In Blood Meridian the main protagonist is an observatory vessel for the narrator. The Kid and we bear witness to lawlessness and gruesome crimes, which often occur for no reason. Comparing Blood Meridian to Red Dead Redemption 2 in this sense creates a paradox, as the justifications to mis-behave in the game are clearly defined. Missions and random events tend to offer a binary choice, it’s you or the other fella. While similar to Rockstar’s other sandbox epic, GTA V, in construct, Red Dead Redemption 2 is more nuanced, as consistently robbing and committing murder on passers-by and civilians alters a sliding outlaw scale. The redder your rating on the scale is, the more immoral you are, and this rating alters elements of the story and suitably inhibits your ability to do certain things. Alternatively, should you choose a different path, you are rewarded for acts of chivalry and generosity.
So far, with a third of the game complete, my outlaw rating is ‘balanced’, so I’m going to assume my soul has yet to be completely corrupted by violent temptation. I’m yet to turn gun on any women or ‘non-whites’. This probably speaks to my ‘fucking liberal’ views. But lord, I have sinned too. Shooting a horse, albeit accidentally, put me on a bit of a downer. Nonetheless, perfectly executing a stealth kill makes me react like Limmy killing a hundred villagers in a Minecraft deathpit. I also take immense joy in killing a member of the rival O’Driscoll gang, because they have it coming. Riding up behind a stranger on a path, and at point blank range, literally blowing his head clean off with a sawn-off shotgun or lassoing and looting him, then leaving him tied up in the tall grass squealing for help was fun, well, until a witness grassed me up and I had to dispose of them too.

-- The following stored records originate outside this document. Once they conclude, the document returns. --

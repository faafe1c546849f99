//! Shared formatting and parsing helpers for CLI commands.

use chrono::{DateTime, SecondsFormat, Utc};

/// Parse an RFC 3339 timestamp such as `2026-01-15T10:30:00Z`.
pub fn parse_datetime(s: &str) -> anyhow::Result<DateTime<Utc>> {
    match DateTime::parse_from_rfc3339(s.trim()) {
        Ok(dt) => Ok(dt.with_timezone(&Utc)),
        Err(e) => anyhow::bail!("Invalid datetime: {s} ({e}). Use RFC 3339, e.g. 2026-01-15T10:30:00Z"),
    }
}

/// Format a timestamp as RFC 3339 with second precision and a `Z` suffix.
pub fn format_datetime(dt: DateTime<Utc>) -> String {
    dt.to_rfc3339_opts(SecondsFormat::Secs, true)
}

/// Format seconds as `Xh YYm ZZs`.
pub fn format_duration(seconds: i64) -> String {
    let hours = seconds / 3600;
    let minutes = (seconds % 3600) / 60;
    let secs = seconds % 60;
    format!("{hours}h {minutes:02}m {secs:02}s")
}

The argument against including Red Dead Redemption 2 in the canon with Blood Meridian is that the former isn’t attempting to be a serious artistic proposition. You can pimp your saddle, give your horse a Mohawk and can attain absurd gun upgrades which break through the authenticity of the game’s physics and world, which, broadly, are rooted in reality. Your mortality, as is that of your horse, is very fragile. You have to maintain Arthur’s health and that of your horse by feeding it, you need to rest periodically and wear the correct attire for each environment. If you’re out-manned and or outgunned, you’ll often perish, unless you can flee. Falls from a height are often fatal, and apex predators bite back with a vengeance. So far I’ve succumbed to all.
Red Dead Redemption 2 is a technical marvel, and I’d argue argue its technical accomplishment makes it an artistic one. Visually this game has the most impressive level of detail I’ve experienced in a game. Sunsets are events, the mountains are intimidatingly steep and rugged, rocks crumble under your feet, the snow crunches under your feet and drifts in the wind, the swampland’s mud is as gnarly and sticky as the air is thick, the sounds of nature and wildlife, as well as an unobtrusive score, enhance the bucolic aesthetic, where nature’s perpetual threat is overawed by its beguiling beauty.

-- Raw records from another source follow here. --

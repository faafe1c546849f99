//! Core domain logic for the ride dispatch ledger.
//!
//! This crate contains the fundamental types and logic for:
//! - Entities: drivers, passengers and the trips linking them
//! - Availability: which drivers may take a new trip
//! - Selection: least-recently-used driver assignment
//! - Dispatch: trip requests, completion and cross-linking

mod availability;
pub mod dispatcher;
pub mod driver;
pub mod passenger;
pub mod records;
pub mod selection;
pub mod trip;
pub mod types;

pub use availability::removes_unavailable_drivers;
pub use dispatcher::{Dispatcher, DriverSummary, PassengerSummary};
pub use driver::{Driver, DriverStatus};
pub use passenger::Passenger;
pub use records::{DriverRecord, PassengerRecord, TripRecord};
pub use selection::{DriverSelector, LeastRecentlyUsed, find_new_driver, get_most_recent_trip};
pub use trip::{Trip, TripLog};
pub use types::{DispatchError, DriverId, InvalidArgument, PassengerId, Rating, TripId};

As I roam free in Red Dead Redemption 2, to kill another passer-by or hunt a legendary animal, I’m reminded of the fiddler at the end of Blood Meridian, who, metaphorically, represents humanity’s relentless capacity for savageness. Through different mediums, these two Westerns do what the genre always should – implicitly state that nature does not make savages of men, it liberates our nature.